The Jew himself came to feel so, and felt it to the point of despising all others, as today he is despised. Even when the Gospel commenced its softening work, it was still supposed that certainly these poor, ignorant outsiders must become Jews as well as Christians in order to be saved. It took a thrice-repeated vision to awaken Peter up to the real truth. And then he was sharply taken to task by the members of the Jewish Christian Church at Jerusalem for being brotherly with Christian men who had not become Jews also.

It has been the general impression in the Christian Church, that there is no light at all among the non-Christian nations, except what has been taken by the Christian missionary. It is not long since the strongest missionary plea, that stirred most tremendously, was that so many tens or hundreds of thousands of heathen were daily going down into eternal night, implying thereby that all who had not heard of Christ were therefore necessarily lost. And that plea is not yet wholly gone. And the motive of fear and pity mingled has played a big part in response to these appeals.

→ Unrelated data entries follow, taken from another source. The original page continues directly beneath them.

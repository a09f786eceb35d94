// src/core/html.rs
//
// DOM helpers over `scraper`, plus the regex-era fallbacks for when the
// DOM path comes back empty.

use regex::Regex;
use scraper::{ElementRef, Html, Selector};

use super::sanitize::{normalize_entities, normalize_ws, strip_bidi};

/// A fetched page: the raw text (for regex fallbacks) and its parsed DOM.
pub struct Page<'a> {
    pub raw: &'a str,
    pub dom: Html,
}

impl<'a> Page<'a> {
    pub fn parse(raw: &'a str) -> Self {
        Self { raw, dom: Html::parse_document(raw) }
    }

    pub fn first(&self, sel: &Selector) -> Option<ElementRef<'_>> {
        self.dom.select(sel).next()
    }

    pub fn has(&self, sel: &Selector) -> bool {
        self.first(sel).is_some()
    }

    /// Trimmed, whitespace-collapsed text of every match, in document order.
    pub fn texts(&self, sel: &Selector) -> Vec<String> {
        self.dom.select(sel).map(text_of).collect()
    }
}

/// Build a selector from a literal. Only ever called with constants, so a
/// parse failure is a programming error.
pub fn selector(css: &'static str) -> Selector {
    Selector::parse(css).unwrap_or_else(|e| panic!("invalid selector {css:?}: {e}"))
}

pub fn text_of(el: ElementRef<'_>) -> String {
    normalize_ws(&strip_bidi(&el.text().collect::<String>()))
}

pub fn first_text(scope: ElementRef<'_>, sel: &Selector) -> Option<String> {
    scope.select(sel).next().map(text_of).filter(|t| !t.is_empty())
}

/// Inner HTML fragments of every capture-group-1 match.
pub fn captures_all<'t>(re: &Regex, text: &'t str) -> Vec<&'t str> {
    re.captures_iter(text)
        .filter_map(|c| c.get(1).map(|m| m.as_str()))
        .collect()
}

/// Remove all tags, decode the common entities, collapse whitespace.
pub fn strip_tags<S: AsRef<str>>(s: S) -> String {
    let s = s.as_ref();

    let mut out = String::with_capacity(s.len());
    let mut in_tag = false;

    for ch in s.chars() {
        match ch {
            '<' => in_tag = true,
            '>' => in_tag = false,
            _ if !in_tag => out.push(ch),
            _ => {}
        }
    }
    normalize_ws(&strip_bidi(&normalize_entities(&out)))
}
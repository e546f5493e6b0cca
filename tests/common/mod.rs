#![allow(dead_code)]

use vedic_signs::ephemeris::{CalculationError, Ephemeris, PositionRecord, RawPosition};
use vedic_signs::{CelestialBody, JulianDay};

pub const STUB_AYANAMSA: f64 = 23.85;

/// Deterministic backend: a fixed tropical longitude per body, served in a
/// different raw shape per call path so tests exercise the adapter's
/// normalization as a side effect.
pub struct StubEphemeris {
    fail_body: Option<CelestialBody>,
}

impl StubEphemeris {
    pub fn new() -> Self {
        StubEphemeris { fail_body: None }
    }

    pub fn failing_on(body: CelestialBody) -> Self {
        StubEphemeris {
            fail_body: Some(body),
        }
    }

    pub fn tropical_longitude(body: CelestialBody) -> f64 {
        match body {
            CelestialBody::Sun => 280.5,
            CelestialBody::Moon => 123.4,
            CelestialBody::Mercury => 295.0,
            CelestialBody::Venus => 250.75,
            CelestialBody::Mars => 210.2,
            CelestialBody::Jupiter => 35.6,
            CelestialBody::Saturn => 40.1,
            CelestialBody::Rahu | CelestialBody::Ketu => 100.0,
        }
    }

    pub const ASCENDANT: f64 = 200.0;
}

impl Ephemeris for StubEphemeris {
    // Standard Gregorian Julian day arithmetic (Meeus), good enough for a
    // deterministic stand-in.
    fn julian_day(&self, year: i32, month: u32, day: u32, ut_hour: f64) -> JulianDay {
        let (y, m) = if month <= 2 {
            (year - 1, month + 12)
        } else {
            (year, month)
        };
        let a = (y as f64 / 100.0).floor();
        let b = 2.0 - a + (a / 4.0).floor();
        (365.25 * (y as f64 + 4716.0)).floor() + (30.6001 * (m as f64 + 1.0)).floor()
            + day as f64
            + b
            - 1524.5
            + ut_hour / 24.0
    }

    fn body_position(
        &self,
        _julian_day: JulianDay,
        body: CelestialBody,
        _iflag: i32,
    ) -> Result<RawPosition, CalculationError> {
        if self.fail_body == Some(body) {
            return Err(CalculationError {
                code: -1,
                message: format!("stub failure for {}", body),
            });
        }
        Ok(RawPosition::Sequence(vec![
            Self::tropical_longitude(body),
            0.0,
            1.0,
            0.0,
            0.0,
            0.0,
        ]))
    }

    fn node_position(
        &self,
        _julian_day: JulianDay,
        _iflag: i32,
    ) -> Result<RawPosition, CalculationError> {
        if self.fail_body == Some(CelestialBody::Rahu) {
            return Err(CalculationError {
                code: -1,
                message: "stub failure for the node".to_string(),
            });
        }
        Ok(RawPosition::Named {
            longitude: Self::tropical_longitude(CelestialBody::Rahu),
        })
    }

    fn houses(
        &self,
        _julian_day: JulianDay,
        _iflag: i32,
        _latitude: f64,
        _longitude: f64,
        _house_system: char,
    ) -> Result<RawPosition, CalculationError> {
        Ok(RawPosition::Nested {
            position: PositionRecord {
                longitude: Self::ASCENDANT,
            },
        })
    }

    fn ayanamsa(&self, _julian_day: JulianDay) -> f64 {
        STUB_AYANAMSA
    }
}
// src/ephemeris.rs
//
// Uniform accessor over the ephemeris backend. The Swiss Ephemeris returns
// its primary longitude in different shapes depending on the call path and
// library configuration; this adapter is the only place that knows how to
// read them, so every caller sees a single longitude value and a single
// failure mode.

use std::sync::{Mutex, MutexGuard};

use gag::Gag;
use thiserror::Error;

use crate::{CelestialBody, JulianDay};

// ---------------------------
// ## Calculation Flags
// ---------------------------

#[derive(Debug, Copy, Clone, PartialEq, Eq)]
#[repr(i32)]
pub enum Flag {
    JplEphemeris = 1,
    SwissEphemeris = 2,
    MoshierEphemeris = 4,
    TruePos = 16,
    HighPrecSpeed = 256,
}

pub fn combine(flags: &[Flag]) -> i32 {
    let mut iflag = 0;
    for f in flags {
        iflag |= *f as i32;
    }
    iflag
}

/// Swiss data source plus true geometric position. Preserved from the
/// original service for numeric compatibility.
pub const CHART_FLAGS: &[Flag] = &[Flag::SwissEphemeris, Flag::TruePos];

/// Placidus house system code.
pub const HOUSE_PLACIDUS: char = 'P';

// ---------------------------
// ## Result Shapes
// ---------------------------

/// The shapes a backend call may hand back. Closed set; extending it means
/// extending the one match in [`extract_longitude`].
#[derive(Debug, Clone, PartialEq)]
pub enum RawPosition {
    /// Flat coordinate sequence, longitude first (`swe_calc_ut` output).
    Sequence(Vec<f64>),
    /// Single named longitude field.
    Named { longitude: f64 },
    /// Longitude nested inside a position record (house output).
    Nested { position: PositionRecord },
}

#[derive(Debug, Clone, Copy, PartialEq)]
pub struct PositionRecord {
    pub longitude: f64,
}

fn extract_longitude(raw: RawPosition, call: &'static str) -> Result<f64, AdapterError> {
    match raw {
        RawPosition::Sequence(values) => values
            .first()
            .copied()
            .ok_or(AdapterError::UnrecognizedShape { call }),
        RawPosition::Named { longitude } => Ok(longitude),
        RawPosition::Nested { position } => Ok(position.longitude),
    }
}

// ---------------------------
// ## Error Handling
// ---------------------------

/// Library-level failure, in the shape the Swiss Ephemeris reports it.
#[derive(Debug, Clone, PartialEq, Error)]
#[error("ephemeris error {code}: {message}")]
pub struct CalculationError {
    pub code: i32,
    pub message: String,
}

#[derive(Debug, Error)]
pub enum AdapterError {
    /// The backend returned a result the adapter cannot read a longitude
    /// from. Deterministic for a given input; never retried.
    #[error("unrecognized result shape from {call}")]
    UnrecognizedShape { call: &'static str },
    #[error(transparent)]
    Calculation(#[from] CalculationError),
}

// ---------------------------
// ## Backend Contract
// ---------------------------

/// What the ephemeris library must provide. Implemented over FFI by
/// [`crate::swisseph::SwissEph`]; tests substitute deterministic backends.
pub trait Ephemeris: Send + Sync {
    /// Julian day (UT) for a Gregorian calendar date and decimal hour.
    fn julian_day(&self, year: i32, month: u32, day: u32, ut_hour: f64) -> JulianDay;

    /// Geocentric position of a classical body.
    fn body_position(
        &self,
        julian_day: JulianDay,
        body: CelestialBody,
        iflag: i32,
    ) -> Result<RawPosition, CalculationError>;

    /// Position of the ascending lunar node (true node).
    fn node_position(
        &self,
        julian_day: JulianDay,
        iflag: i32,
    ) -> Result<RawPosition, CalculationError>;

    /// House calculation for a location; the primary value is the ascendant.
    fn houses(
        &self,
        julian_day: JulianDay,
        iflag: i32,
        latitude: f64,
        longitude: f64,
        house_system: char,
    ) -> Result<RawPosition, CalculationError>;

    /// Sidereal offset in degrees at a Julian day. Drifts with time, so it
    /// is queried per moment and never cached.
    fn ayanamsa(&self, julian_day: JulianDay) -> f64;
}

// ---------------------------
// ## Adapter
// ---------------------------

// The library keeps one global computational context keyed by date; call
// chains from concurrent requests must not interleave.
static EPHEMERIS_LOCK: Mutex<()> = Mutex::new(());

pub struct EphemerisAdapter {
    backend: Box<dyn Ephemeris>,
}

impl EphemerisAdapter {
    pub fn new(backend: Box<dyn Ephemeris>) -> Self {
        EphemerisAdapter { backend }
    }

    /// Exclusive access to the ephemeris context for one request's chain of
    /// calls. Held for the whole assembly sequence.
    pub fn session(&self) -> EphemerisSession<'_> {
        EphemerisSession {
            backend: self.backend.as_ref(),
            _guard: EPHEMERIS_LOCK.lock().unwrap_or_else(|e| e.into_inner()),
        }
    }
}

pub struct EphemerisSession<'a> {
    backend: &'a dyn Ephemeris,
    _guard: MutexGuard<'static, ()>,
}

impl EphemerisSession<'_> {
    pub fn julian_day(&self, year: i32, month: u32, day: u32, ut_hour: f64) -> JulianDay {
        self.quiet(|b| b.julian_day(year, month, day, ut_hour))
    }

    pub fn ayanamsa(&self, julian_day: JulianDay) -> f64 {
        self.quiet(|b| b.ayanamsa(julian_day))
    }

    pub fn body_longitude(
        &self,
        julian_day: JulianDay,
        body: CelestialBody,
        iflag: i32,
    ) -> Result<f64, AdapterError> {
        let raw = self.quiet(|b| b.body_position(julian_day, body, iflag))?;
        extract_longitude(raw, "body_position")
    }

    pub fn node_longitude(&self, julian_day: JulianDay, iflag: i32) -> Result<f64, AdapterError> {
        let raw = self.quiet(|b| b.node_position(julian_day, iflag))?;
        extract_longitude(raw, "node_position")
    }

    pub fn ascendant_longitude(
        &self,
        julian_day: JulianDay,
        iflag: i32,
        latitude: f64,
        longitude: f64,
        house_system: char,
    ) -> Result<f64, AdapterError> {
        let raw =
            self.quiet(|b| b.houses(julian_day, iflag, latitude, longitude, house_system))?;
        extract_longitude(raw, "houses")
    }

    // The library writes diagnostic text to the process stdout during
    // calls. The gag lives exactly as long as the call, dropping on every
    // exit path.
    fn quiet<T>(&self, f: impl FnOnce(&dyn Ephemeris) -> T) -> T {
        let _silence = Gag::stdout().ok();
        f(self.backend)
    }
}

#[cfg(test)]
mod tests {
    use super::*;
    use approx::assert_relative_eq;

    /// Backend that answers every call with a configurable shape around one
    /// longitude value.
    struct ShapeBackend {
        shape: fn(f64) -> RawPosition,
        longitude: f64,
    }

    impl Ephemeris for ShapeBackend {
        fn julian_day(&self, _: i32, _: u32, _: u32, _: f64) -> JulianDay {
            2451545.0
        }
        fn body_position(
            &self,
            _: JulianDay,
            _: CelestialBody,
            _: i32,
        ) -> Result<RawPosition, CalculationError> {
            Ok((self.shape)(self.longitude))
        }
        fn node_position(&self, _: JulianDay, _: i32) -> Result<RawPosition, CalculationError> {
            Ok((self.shape)(self.longitude))
        }
        fn houses(
            &self,
            _: JulianDay,
            _: i32,
            _: f64,
            _: f64,
            _: char,
        ) -> Result<RawPosition, CalculationError> {
            Ok((self.shape)(self.longitude))
        }
        fn ayanamsa(&self, _: JulianDay) -> f64 {
            23.85
        }
    }

    fn adapter_with_shape(shape: fn(f64) -> RawPosition) -> EphemerisAdapter {
        EphemerisAdapter::new(Box::new(ShapeBackend {
            shape,
            longitude: 123.456,
        }))
    }

    #[test]
    fn every_documented_shape_yields_the_same_longitude() {
        let shapes: [fn(f64) -> RawPosition; 3] = [
            |lon| RawPosition::Sequence(vec![lon, 0.0, 1.0, 0.0, 0.0, 0.0]),
            |lon| RawPosition::Named { longitude: lon },
            |lon| RawPosition::Nested {
                position: PositionRecord { longitude: lon },
            },
        ];
        for shape in shapes {
            let adapter = adapter_with_shape(shape);
            let session = adapter.session();
            let lon = session
                .body_longitude(2451545.0, CelestialBody::Sun, combine(CHART_FLAGS))
                .unwrap();
            assert_relative_eq!(lon, 123.456);
            let node = session.node_longitude(2451545.0, combine(CHART_FLAGS)).unwrap();
            assert_relative_eq!(node, 123.456);
            let asc = session
                .ascendant_longitude(2451545.0, 0, 28.6, 77.2, HOUSE_PLACIDUS)
                .unwrap();
            assert_relative_eq!(asc, 123.456);
        }
    }

    #[test]
    fn empty_sequence_is_an_unrecognized_shape() {
        let adapter = adapter_with_shape(|_| RawPosition::Sequence(Vec::new()));
        let session = adapter.session();
        let err = session
            .body_longitude(2451545.0, CelestialBody::Sun, 0)
            .unwrap_err();
        assert!(matches!(err, AdapterError::UnrecognizedShape { .. }));
    }

    #[test]
    fn backend_failures_pass_through_as_calculation_errors() {
        struct FailingBackend;
        impl Ephemeris for FailingBackend {
            fn julian_day(&self, _: i32, _: u32, _: u32, _: f64) -> JulianDay {
                2451545.0
            }
            fn body_position(
                &self,
                _: JulianDay,
                _: CelestialBody,
                _: i32,
            ) -> Result<RawPosition, CalculationError> {
                Err(CalculationError {
                    code: -1,
                    message: "ephemeris file not found".to_string(),
                })
            }
            fn node_position(&self, _: JulianDay, _: i32) -> Result<RawPosition, CalculationError> {
                self.body_position(0.0, CelestialBody::Rahu, 0)
            }
            fn houses(
                &self,
                _: JulianDay,
                _: i32,
                _: f64,
                _: f64,
                _: char,
            ) -> Result<RawPosition, CalculationError> {
                self.body_position(0.0, CelestialBody::Sun, 0)
            }
            fn ayanamsa(&self, _: JulianDay) -> f64 {
                0.0
            }
        }

        let adapter = EphemerisAdapter::new(Box::new(FailingBackend));
        let err = adapter
            .session()
            .body_longitude(2451545.0, CelestialBody::Mars, 0)
            .unwrap_err();
        match err {
            AdapterError::Calculation(inner) => {
                assert_eq!(inner.code, -1);
                assert!(inner.message.contains("not found"));
            }
            other => panic!("expected calculation error, got {:?}", other),
        }
    }

    #[test]
    fn combine_ors_flag_bits() {
        assert_eq!(combine(CHART_FLAGS), 2 | 16);
        assert_eq!(combine(&[]), 0);
        assert_eq!(combine(&[Flag::HighPrecSpeed]), 256);
    }
}
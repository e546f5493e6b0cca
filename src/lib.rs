// src/lib.rs

use std::fmt;

use chrono::{Datelike, NaiveDate, NaiveTime, Timelike};
use thiserror::Error;

pub mod chart;
pub mod ephemeris;
pub mod routes;
#[cfg(feature = "swisseph")]
pub mod swisseph;

pub type JulianDay = f64;

/// Arc of one nakshatra. 27 equal lunar mansions span the ecliptic, so the
/// width must be the exact quotient; a truncated decimal constant drifts
/// into the wrong bucket near the edges.
pub const NAKSHATRA_ARC: f64 = 360.0 / 27.0;

/// Arc of one zodiac sign.
pub const SIGN_ARC: f64 = 30.0;

// ---------------------------
// ## Enumerations
// ---------------------------

#[derive(Debug, Copy, Clone, PartialEq, Eq, Hash)]
#[repr(i32)]
pub enum CelestialBody {
    Sun = 0,
    Moon = 1,
    Mercury = 2,
    Venus = 3,
    Mars = 4,
    Jupiter = 5,
    Saturn = 6,
    Rahu = 11,
    Ketu = 999,
}

impl fmt::Display for CelestialBody {
    fn fmt(&self, f: &mut fmt::Formatter) -> fmt::Result {
        let name = match self {
            CelestialBody::Sun => "Sun",
            CelestialBody::Moon => "Moon",
            CelestialBody::Mercury => "Mercury",
            CelestialBody::Venus => "Venus",
            CelestialBody::Mars => "Mars",
            CelestialBody::Jupiter => "Jupiter",
            CelestialBody::Saturn => "Saturn",
            CelestialBody::Rahu => "Rahu",
            CelestialBody::Ketu => "Ketu",
        };
        write!(f, "{}", name)
    }
}

#[derive(Debug, Copy, Clone, PartialEq, Eq)]
pub enum ZodiacSign {
    Aries = 0,
    Taurus,
    Gemini,
    Cancer,
    Leo,
    Virgo,
    Libra,
    Scorpio,
    Sagittarius,
    Capricorn,
    Aquarius,
    Pisces,
}

impl ZodiacSign {
    /// Sign occupied by a sidereal longitude. Input is reduced into
    /// [0, 360) first, so negative longitudes cannot land in a negative
    /// bucket.
    pub fn from_longitude(longitude: f64) -> Self {
        let normalized_longitude = longitude.rem_euclid(360.0);
        let sign_index = (normalized_longitude / SIGN_ARC).floor() as usize;
        match sign_index {
            0 => ZodiacSign::Aries,
            1 => ZodiacSign::Taurus,
            2 => ZodiacSign::Gemini,
            3 => ZodiacSign::Cancer,
            4 => ZodiacSign::Leo,
            5 => ZodiacSign::Virgo,
            6 => ZodiacSign::Libra,
            7 => ZodiacSign::Scorpio,
            8 => ZodiacSign::Sagittarius,
            9 => ZodiacSign::Capricorn,
            10 => ZodiacSign::Aquarius,
            11 => ZodiacSign::Pisces,
            _ => ZodiacSign::Aries, // Fallback
        }
    }
}

impl fmt::Display for ZodiacSign {
    fn fmt(&self, f: &mut fmt::Formatter) -> fmt::Result {
        let sign_str = match self {
            ZodiacSign::Aries => "Aries",
            ZodiacSign::Taurus => "Taurus",
            ZodiacSign::Gemini => "Gemini",
            ZodiacSign::Cancer => "Cancer",
            ZodiacSign::Leo => "Leo",
            ZodiacSign::Virgo => "Virgo",
            ZodiacSign::Libra => "Libra",
            ZodiacSign::Scorpio => "Scorpio",
            ZodiacSign::Sagittarius => "Sagittarius",
            ZodiacSign::Capricorn => "Capricorn",
            ZodiacSign::Aquarius => "Aquarius",
            ZodiacSign::Pisces => "Pisces",
        };
        write!(f, "{}", sign_str)
    }
}

#[derive(Debug, Copy, Clone, PartialEq, Eq, Hash)]
pub enum Nakshatra {
    Ashwini = 0,
    Bharani,
    Krittika,
    Rohini,
    Mrigashira,
    Ardra,
    Punarvasu,
    Pushya,
    Ashlesha,
    Magha,
    PurvaPhalguni,
    UttaraPhalguni,
    Hasta,
    Chitra,
    Swati,
    Vishakha,
    Anuradha,
    Jyeshtha,
    Moola,
    PurvaAshadha,
    UttaraAshadha,
    Shravana,
    Dhanishta,
    Shatabhisha,
    PurvaBhadrapada,
    UttaraBhadrapada,
    Revati,
}

impl Nakshatra {
    pub fn from_longitude(longitude: f64) -> Nakshatra {
        let normalized_longitude = longitude.rem_euclid(360.0);
        let nakshatra_index = (normalized_longitude / NAKSHATRA_ARC).floor() as usize;
        match nakshatra_index {
            0 => Nakshatra::Ashwini,
            1 => Nakshatra::Bharani,
            2 => Nakshatra::Krittika,
            3 => Nakshatra::Rohini,
            4 => Nakshatra::Mrigashira,
            5 => Nakshatra::Ardra,
            6 => Nakshatra::Punarvasu,
            7 => Nakshatra::Pushya,
            8 => Nakshatra::Ashlesha,
            9 => Nakshatra::Magha,
            10 => Nakshatra::PurvaPhalguni,
            11 => Nakshatra::UttaraPhalguni,
            12 => Nakshatra::Hasta,
            13 => Nakshatra::Chitra,
            14 => Nakshatra::Swati,
            15 => Nakshatra::Vishakha,
            16 => Nakshatra::Anuradha,
            17 => Nakshatra::Jyeshtha,
            18 => Nakshatra::Moola,
            19 => Nakshatra::PurvaAshadha,
            20 => Nakshatra::UttaraAshadha,
            21 => Nakshatra::Shravana,
            22 => Nakshatra::Dhanishta,
            23 => Nakshatra::Shatabhisha,
            24 => Nakshatra::PurvaBhadrapada,
            25 => Nakshatra::UttaraBhadrapada,
            26 => Nakshatra::Revati,
            _ => Nakshatra::Ashwini, // Fallback
        }
    }
}

impl fmt::Display for Nakshatra {
    fn fmt(&self, f: &mut fmt::Formatter) -> fmt::Result {
        let name = match self {
            Nakshatra::Ashwini => "Ashwini",
            Nakshatra::Bharani => "Bharani",
            Nakshatra::Krittika => "Krittika",
            Nakshatra::Rohini => "Rohini",
            Nakshatra::Mrigashira => "Mrigashira",
            Nakshatra::Ardra => "Ardra",
            Nakshatra::Punarvasu => "Punarvasu",
            Nakshatra::Pushya => "Pushya",
            Nakshatra::Ashlesha => "Ashlesha",
            Nakshatra::Magha => "Magha",
            Nakshatra::PurvaPhalguni => "Purva Phalguni",
            Nakshatra::UttaraPhalguni => "Uttara Phalguni",
            Nakshatra::Hasta => "Hasta",
            Nakshatra::Chitra => "Chitra",
            Nakshatra::Swati => "Swati",
            Nakshatra::Vishakha => "Vishakha",
            Nakshatra::Anuradha => "Anuradha",
            Nakshatra::Jyeshtha => "Jyeshtha",
            Nakshatra::Moola => "Moola",
            Nakshatra::PurvaAshadha => "Purva Ashadha",
            Nakshatra::UttaraAshadha => "Uttara Ashadha",
            Nakshatra::Shravana => "Shravana",
            Nakshatra::Dhanishta => "Dhanishta",
            Nakshatra::Shatabhisha => "Shatabhisha",
            Nakshatra::PurvaBhadrapada => "Purva Bhadrapada",
            Nakshatra::UttaraBhadrapada => "Uttara Bhadrapada",
            Nakshatra::Revati => "Revati",
        };
        write!(f, "{}", name)
    }
}

// ---------------------------
// ## Structures
// ---------------------------

/// Sidereal placement of a single body: sign, nakshatra, and the degrees
/// into each. Derived from a longitude, immutable, recomputed per request.
#[derive(Debug, Clone, Copy, PartialEq)]
pub struct ZodiacPlacement {
    pub sign: ZodiacSign,
    pub degree_in_sign: f64,
    pub nakshatra: Nakshatra,
    pub degree_in_nakshatra: f64,
}

impl ZodiacPlacement {
    pub fn from_longitude(longitude: f64) -> Self {
        let lon = longitude.rem_euclid(360.0);
        ZodiacPlacement {
            sign: ZodiacSign::from_longitude(lon),
            degree_in_sign: lon % SIGN_ARC,
            nakshatra: Nakshatra::from_longitude(lon),
            degree_in_nakshatra: lon % NAKSHATRA_ARC,
        }
    }
}

/// Tropical longitude shifted onto the sidereal zodiac. Total for any
/// ayanamsa up to 360 degrees; the subtraction may go negative and is
/// reduced back into [0, 360).
pub fn to_sidereal(tropical_longitude: f64, ayanamsa: f64) -> f64 {
    (tropical_longitude - ayanamsa).rem_euclid(360.0)
}

/// Birth instant as supplied by the caller: calendar date, wall-clock time,
/// and a flat UTC offset in hours. No zone rules, no daylight saving.
#[derive(Debug, Clone, Copy, PartialEq)]
pub struct Moment {
    pub year: i32,
    pub month: u32,
    pub day: u32,
    pub hour: u32,
    pub minute: u32,
    pub utc_offset_hours: f64,
}

impl Moment {
    pub fn parse(date: &str, time: &str, utc_offset_hours: f64) -> Result<Self, ChartError> {
        let date = NaiveDate::parse_from_str(date, "%Y-%m-%d").map_err(|_| {
            ChartError::Validation(format!("invalid date '{}', expected YYYY-MM-DD", date))
        })?;
        let time = NaiveTime::parse_from_str(time, "%H:%M").map_err(|_| {
            ChartError::Validation(format!("invalid time '{}', expected HH:MM", time))
        })?;
        Ok(Moment {
            year: date.year(),
            month: date.month(),
            day: date.day(),
            hour: time.hour(),
            minute: time.minute(),
            utc_offset_hours,
        })
    }

    /// Decimal UT hour: wall clock minus the UTC offset. May leave [0, 24);
    /// the Julian day conversion absorbs the overflow.
    pub fn ut_hour(&self) -> f64 {
        self.hour as f64 + self.minute as f64 / 60.0 - self.utc_offset_hours
    }
}

#[derive(Debug, Clone, Copy, PartialEq)]
pub struct Location {
    pub latitude: f64,
    pub longitude: f64,
}

impl Location {
    pub fn new(latitude: f64, longitude: f64) -> Result<Self, ChartError> {
        if !(-90.0..=90.0).contains(&latitude) {
            return Err(ChartError::Validation(format!(
                "latitude {} out of range [-90, 90]",
                latitude
            )));
        }
        if !(-180.0..=180.0).contains(&longitude) {
            return Err(ChartError::Validation(format!(
                "longitude {} out of range [-180, 180]",
                longitude
            )));
        }
        Ok(Location {
            latitude,
            longitude,
        })
    }

    pub fn delhi() -> Self {
        Location {
            latitude: 28.6139,
            longitude: 77.2090,
        }
    }
}

// ---------------------------
// ## Error Handling
// ---------------------------

#[derive(Debug, Error)]
pub enum ChartError {
    /// Required input missing or malformed. Surfaced as HTTP 400.
    #[error("{0}")]
    Validation(String),
    /// Ephemeris-side failure, shape or library. Surfaced as HTTP 500.
    #[error(transparent)]
    Adapter(#[from] ephemeris::AdapterError),
}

Now the case with the heathen world is bad enough, desperate in its awful need. But it does not help matters to get the truth twisted out of shape. The non-Christian nations would be in terrible shape indeed, if their only chance of salvation, through the centuries, depended upon the response of the Church to their need of light.

If you think back through the last nineteen centuries, it does not take much thinking to conclude that if only those who have heard of Christ and accepted Him, have been saved, then heaven would be a very small place, and hell the biggest place in the universe. Some of us can remember hearing preaching that made us feel it was so, and wonder why. It is not surprising that the pendulum has swung clear over to the belief which is so common today, in the Church and outside, that there is no such place as hell. It brings the sorest grief to one's heart to remember that there must be a hell, not made by God, but made against His will, by sin and by man's choice. It must break the great heart of God with grief that it is so.

Now a bit of quiet prayerful study of God's Word will help to clear the air of inaccurate impressions. And it will, I think, help tremendously, if we yield to its tug upon our hearts, to make us more concerned than ever to take the light of the Gospel of Christ to all men.